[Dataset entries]
^^^^^^^^

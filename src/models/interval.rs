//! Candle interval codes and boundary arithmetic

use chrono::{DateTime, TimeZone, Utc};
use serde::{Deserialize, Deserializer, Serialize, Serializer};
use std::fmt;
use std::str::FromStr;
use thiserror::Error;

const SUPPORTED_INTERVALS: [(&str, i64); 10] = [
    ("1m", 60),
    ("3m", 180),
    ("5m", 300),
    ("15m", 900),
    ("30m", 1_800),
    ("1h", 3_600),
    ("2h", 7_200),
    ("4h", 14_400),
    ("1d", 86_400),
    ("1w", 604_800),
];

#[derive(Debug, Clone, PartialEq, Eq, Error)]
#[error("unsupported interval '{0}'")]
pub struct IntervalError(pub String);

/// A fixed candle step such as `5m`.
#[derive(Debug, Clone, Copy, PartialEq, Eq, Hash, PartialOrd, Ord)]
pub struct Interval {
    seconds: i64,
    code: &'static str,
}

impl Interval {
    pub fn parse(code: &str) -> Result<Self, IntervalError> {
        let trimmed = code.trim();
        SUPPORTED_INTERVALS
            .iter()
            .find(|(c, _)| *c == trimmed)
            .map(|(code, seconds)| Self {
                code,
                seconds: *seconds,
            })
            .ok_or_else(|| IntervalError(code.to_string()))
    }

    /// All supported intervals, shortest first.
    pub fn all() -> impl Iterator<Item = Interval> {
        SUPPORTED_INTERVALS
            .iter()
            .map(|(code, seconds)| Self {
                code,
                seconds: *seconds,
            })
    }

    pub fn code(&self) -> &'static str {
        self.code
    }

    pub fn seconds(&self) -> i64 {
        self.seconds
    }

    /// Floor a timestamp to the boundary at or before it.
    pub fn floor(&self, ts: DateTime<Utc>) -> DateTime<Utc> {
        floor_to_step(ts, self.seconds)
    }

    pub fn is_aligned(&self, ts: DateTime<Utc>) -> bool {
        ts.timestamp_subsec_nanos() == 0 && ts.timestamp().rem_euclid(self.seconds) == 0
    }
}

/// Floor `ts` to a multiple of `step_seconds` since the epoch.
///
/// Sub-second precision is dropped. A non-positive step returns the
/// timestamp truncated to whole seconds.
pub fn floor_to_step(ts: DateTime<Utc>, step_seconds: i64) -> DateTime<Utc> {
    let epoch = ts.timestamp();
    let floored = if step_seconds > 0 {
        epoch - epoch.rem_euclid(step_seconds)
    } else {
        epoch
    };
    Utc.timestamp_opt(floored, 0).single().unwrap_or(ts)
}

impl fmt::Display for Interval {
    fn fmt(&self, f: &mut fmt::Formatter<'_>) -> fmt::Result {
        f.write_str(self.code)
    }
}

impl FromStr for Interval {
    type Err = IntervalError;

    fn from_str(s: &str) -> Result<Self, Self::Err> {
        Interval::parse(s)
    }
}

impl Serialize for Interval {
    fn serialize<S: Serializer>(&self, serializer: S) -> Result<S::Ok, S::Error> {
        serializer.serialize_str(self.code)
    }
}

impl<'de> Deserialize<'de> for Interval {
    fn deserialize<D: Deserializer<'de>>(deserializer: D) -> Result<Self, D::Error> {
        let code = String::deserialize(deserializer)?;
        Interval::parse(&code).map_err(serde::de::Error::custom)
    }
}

^^^^^^^^

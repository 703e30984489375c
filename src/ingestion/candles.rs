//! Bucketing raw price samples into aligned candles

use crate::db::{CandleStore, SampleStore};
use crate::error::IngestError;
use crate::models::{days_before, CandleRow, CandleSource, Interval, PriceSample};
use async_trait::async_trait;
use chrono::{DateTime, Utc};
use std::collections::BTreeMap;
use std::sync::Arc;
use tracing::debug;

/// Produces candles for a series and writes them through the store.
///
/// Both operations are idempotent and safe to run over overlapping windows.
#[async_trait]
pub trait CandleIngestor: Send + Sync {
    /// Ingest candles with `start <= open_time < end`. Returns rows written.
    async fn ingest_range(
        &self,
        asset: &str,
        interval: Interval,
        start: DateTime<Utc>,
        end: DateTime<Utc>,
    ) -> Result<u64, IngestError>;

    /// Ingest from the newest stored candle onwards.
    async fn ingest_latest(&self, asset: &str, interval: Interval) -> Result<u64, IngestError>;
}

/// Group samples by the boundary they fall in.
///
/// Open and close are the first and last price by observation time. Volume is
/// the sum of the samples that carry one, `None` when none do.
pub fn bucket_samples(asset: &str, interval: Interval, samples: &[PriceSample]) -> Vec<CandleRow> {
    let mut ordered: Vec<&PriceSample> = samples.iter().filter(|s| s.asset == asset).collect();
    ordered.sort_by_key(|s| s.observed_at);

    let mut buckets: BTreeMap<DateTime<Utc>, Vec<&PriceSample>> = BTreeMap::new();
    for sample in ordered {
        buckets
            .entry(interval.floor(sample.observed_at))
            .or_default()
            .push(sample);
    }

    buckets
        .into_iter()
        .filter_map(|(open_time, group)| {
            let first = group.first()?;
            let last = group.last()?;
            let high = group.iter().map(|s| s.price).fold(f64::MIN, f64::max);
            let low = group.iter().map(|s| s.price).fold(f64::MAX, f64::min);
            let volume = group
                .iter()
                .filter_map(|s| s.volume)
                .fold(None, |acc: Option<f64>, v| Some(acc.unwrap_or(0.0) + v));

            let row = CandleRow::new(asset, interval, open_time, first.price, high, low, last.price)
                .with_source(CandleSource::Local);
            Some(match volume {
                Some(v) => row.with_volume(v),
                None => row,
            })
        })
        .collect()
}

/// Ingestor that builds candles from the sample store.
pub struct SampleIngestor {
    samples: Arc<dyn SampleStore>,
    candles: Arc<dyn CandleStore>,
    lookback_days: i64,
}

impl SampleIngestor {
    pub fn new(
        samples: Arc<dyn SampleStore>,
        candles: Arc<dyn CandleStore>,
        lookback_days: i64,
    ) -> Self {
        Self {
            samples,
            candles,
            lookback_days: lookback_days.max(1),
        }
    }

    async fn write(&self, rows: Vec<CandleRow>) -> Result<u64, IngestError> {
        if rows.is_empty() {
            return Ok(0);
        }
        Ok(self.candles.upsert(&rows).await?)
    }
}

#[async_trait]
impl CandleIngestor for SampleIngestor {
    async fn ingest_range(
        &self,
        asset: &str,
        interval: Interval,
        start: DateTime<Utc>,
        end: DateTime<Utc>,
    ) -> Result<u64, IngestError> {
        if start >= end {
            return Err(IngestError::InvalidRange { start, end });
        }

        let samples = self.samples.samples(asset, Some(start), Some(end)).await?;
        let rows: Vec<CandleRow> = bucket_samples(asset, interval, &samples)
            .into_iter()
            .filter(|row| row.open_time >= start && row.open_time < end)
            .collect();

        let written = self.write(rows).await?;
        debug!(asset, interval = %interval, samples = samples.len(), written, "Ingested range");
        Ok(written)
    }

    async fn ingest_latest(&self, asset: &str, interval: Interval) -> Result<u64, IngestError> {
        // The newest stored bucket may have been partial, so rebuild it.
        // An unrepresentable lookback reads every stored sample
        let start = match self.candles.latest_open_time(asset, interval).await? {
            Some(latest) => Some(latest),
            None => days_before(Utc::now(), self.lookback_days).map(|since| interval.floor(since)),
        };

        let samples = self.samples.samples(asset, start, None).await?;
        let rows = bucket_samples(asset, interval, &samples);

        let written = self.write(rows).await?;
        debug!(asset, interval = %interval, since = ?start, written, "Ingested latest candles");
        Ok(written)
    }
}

^^^^^^^^

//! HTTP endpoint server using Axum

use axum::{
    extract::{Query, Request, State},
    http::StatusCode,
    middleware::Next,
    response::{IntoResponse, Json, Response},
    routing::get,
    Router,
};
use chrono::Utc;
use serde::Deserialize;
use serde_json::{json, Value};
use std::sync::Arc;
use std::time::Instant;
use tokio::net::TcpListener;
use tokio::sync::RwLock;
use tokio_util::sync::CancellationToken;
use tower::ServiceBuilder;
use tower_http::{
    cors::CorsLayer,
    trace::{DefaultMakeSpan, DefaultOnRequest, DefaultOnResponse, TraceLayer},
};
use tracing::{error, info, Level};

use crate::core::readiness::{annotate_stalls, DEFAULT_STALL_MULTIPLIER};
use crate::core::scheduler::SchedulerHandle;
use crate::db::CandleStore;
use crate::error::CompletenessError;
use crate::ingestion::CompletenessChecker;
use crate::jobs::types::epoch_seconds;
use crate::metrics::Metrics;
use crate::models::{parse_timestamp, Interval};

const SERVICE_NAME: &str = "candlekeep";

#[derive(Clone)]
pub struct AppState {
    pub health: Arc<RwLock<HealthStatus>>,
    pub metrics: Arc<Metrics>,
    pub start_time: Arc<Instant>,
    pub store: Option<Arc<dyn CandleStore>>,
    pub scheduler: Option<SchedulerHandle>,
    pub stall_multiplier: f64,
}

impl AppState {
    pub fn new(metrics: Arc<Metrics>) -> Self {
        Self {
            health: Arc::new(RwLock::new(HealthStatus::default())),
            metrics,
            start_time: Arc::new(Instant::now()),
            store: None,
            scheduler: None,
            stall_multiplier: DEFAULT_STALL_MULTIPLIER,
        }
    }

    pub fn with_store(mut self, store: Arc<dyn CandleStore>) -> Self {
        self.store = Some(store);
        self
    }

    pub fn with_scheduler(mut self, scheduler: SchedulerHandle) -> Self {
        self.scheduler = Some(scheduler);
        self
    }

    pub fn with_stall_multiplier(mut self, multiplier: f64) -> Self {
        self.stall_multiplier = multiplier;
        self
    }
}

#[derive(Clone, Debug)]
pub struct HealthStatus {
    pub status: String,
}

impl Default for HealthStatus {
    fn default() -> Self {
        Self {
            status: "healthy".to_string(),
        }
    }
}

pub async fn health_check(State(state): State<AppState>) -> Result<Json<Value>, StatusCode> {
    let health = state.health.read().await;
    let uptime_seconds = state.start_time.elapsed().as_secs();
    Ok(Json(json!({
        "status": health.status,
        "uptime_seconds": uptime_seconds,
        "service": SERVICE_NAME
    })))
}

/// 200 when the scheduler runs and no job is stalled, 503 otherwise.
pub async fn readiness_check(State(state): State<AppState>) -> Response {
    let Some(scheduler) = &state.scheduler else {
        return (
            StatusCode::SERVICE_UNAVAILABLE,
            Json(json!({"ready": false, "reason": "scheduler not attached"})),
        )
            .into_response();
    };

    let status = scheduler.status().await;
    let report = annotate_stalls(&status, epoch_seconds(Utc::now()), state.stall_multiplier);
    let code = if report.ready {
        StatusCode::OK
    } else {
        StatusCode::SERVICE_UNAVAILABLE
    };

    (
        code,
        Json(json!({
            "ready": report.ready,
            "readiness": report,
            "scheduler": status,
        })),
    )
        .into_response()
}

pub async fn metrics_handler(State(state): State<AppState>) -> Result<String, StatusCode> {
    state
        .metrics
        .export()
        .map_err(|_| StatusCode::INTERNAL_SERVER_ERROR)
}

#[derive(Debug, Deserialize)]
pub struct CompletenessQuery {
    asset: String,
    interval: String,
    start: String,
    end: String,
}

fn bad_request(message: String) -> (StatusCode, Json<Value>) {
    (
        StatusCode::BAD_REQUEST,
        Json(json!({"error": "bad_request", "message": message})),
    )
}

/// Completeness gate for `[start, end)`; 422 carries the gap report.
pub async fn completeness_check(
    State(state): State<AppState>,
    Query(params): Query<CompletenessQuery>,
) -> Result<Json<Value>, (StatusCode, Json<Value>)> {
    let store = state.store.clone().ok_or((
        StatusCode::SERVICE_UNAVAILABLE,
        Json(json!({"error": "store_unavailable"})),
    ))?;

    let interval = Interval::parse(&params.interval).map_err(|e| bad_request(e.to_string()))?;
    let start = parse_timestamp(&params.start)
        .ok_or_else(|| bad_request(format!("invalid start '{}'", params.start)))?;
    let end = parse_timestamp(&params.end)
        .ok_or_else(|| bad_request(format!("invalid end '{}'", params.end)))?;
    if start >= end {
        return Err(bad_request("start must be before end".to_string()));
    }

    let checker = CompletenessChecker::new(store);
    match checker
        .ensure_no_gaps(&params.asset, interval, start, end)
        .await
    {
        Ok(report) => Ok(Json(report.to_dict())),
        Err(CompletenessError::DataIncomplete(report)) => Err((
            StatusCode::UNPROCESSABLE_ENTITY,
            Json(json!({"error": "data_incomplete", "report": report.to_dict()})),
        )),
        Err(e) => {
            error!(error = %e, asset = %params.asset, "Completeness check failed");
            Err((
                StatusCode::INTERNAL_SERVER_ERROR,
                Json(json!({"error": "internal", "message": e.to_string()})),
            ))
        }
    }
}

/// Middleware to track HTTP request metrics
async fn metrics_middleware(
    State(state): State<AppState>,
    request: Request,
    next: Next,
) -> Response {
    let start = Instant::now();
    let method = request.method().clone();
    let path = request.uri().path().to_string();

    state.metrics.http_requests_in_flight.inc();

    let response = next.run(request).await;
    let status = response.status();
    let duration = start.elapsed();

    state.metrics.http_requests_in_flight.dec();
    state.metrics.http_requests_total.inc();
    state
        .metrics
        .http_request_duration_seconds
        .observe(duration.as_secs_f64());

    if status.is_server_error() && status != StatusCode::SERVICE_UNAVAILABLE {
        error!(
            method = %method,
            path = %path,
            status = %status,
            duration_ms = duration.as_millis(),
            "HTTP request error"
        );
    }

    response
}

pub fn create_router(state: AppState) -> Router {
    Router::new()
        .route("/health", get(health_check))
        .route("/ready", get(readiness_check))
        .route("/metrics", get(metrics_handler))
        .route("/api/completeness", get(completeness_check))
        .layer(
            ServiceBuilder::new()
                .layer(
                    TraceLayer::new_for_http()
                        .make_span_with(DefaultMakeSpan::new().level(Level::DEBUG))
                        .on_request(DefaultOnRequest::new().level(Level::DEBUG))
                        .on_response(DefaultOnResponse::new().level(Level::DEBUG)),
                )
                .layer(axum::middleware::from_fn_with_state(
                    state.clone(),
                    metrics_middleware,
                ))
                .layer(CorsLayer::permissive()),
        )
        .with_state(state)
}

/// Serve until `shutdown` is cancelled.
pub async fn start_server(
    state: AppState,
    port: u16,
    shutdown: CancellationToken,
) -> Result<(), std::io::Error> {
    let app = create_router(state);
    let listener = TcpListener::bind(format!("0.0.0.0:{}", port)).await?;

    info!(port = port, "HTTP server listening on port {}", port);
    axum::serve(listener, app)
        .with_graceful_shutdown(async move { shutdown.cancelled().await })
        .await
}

^^^^^^^^

HOW TO COMPLETE THIS TASK -> Looking at the records above, how many lines include "CompletenessChecker"? Please give the number and nothing more.

REPLY -> 2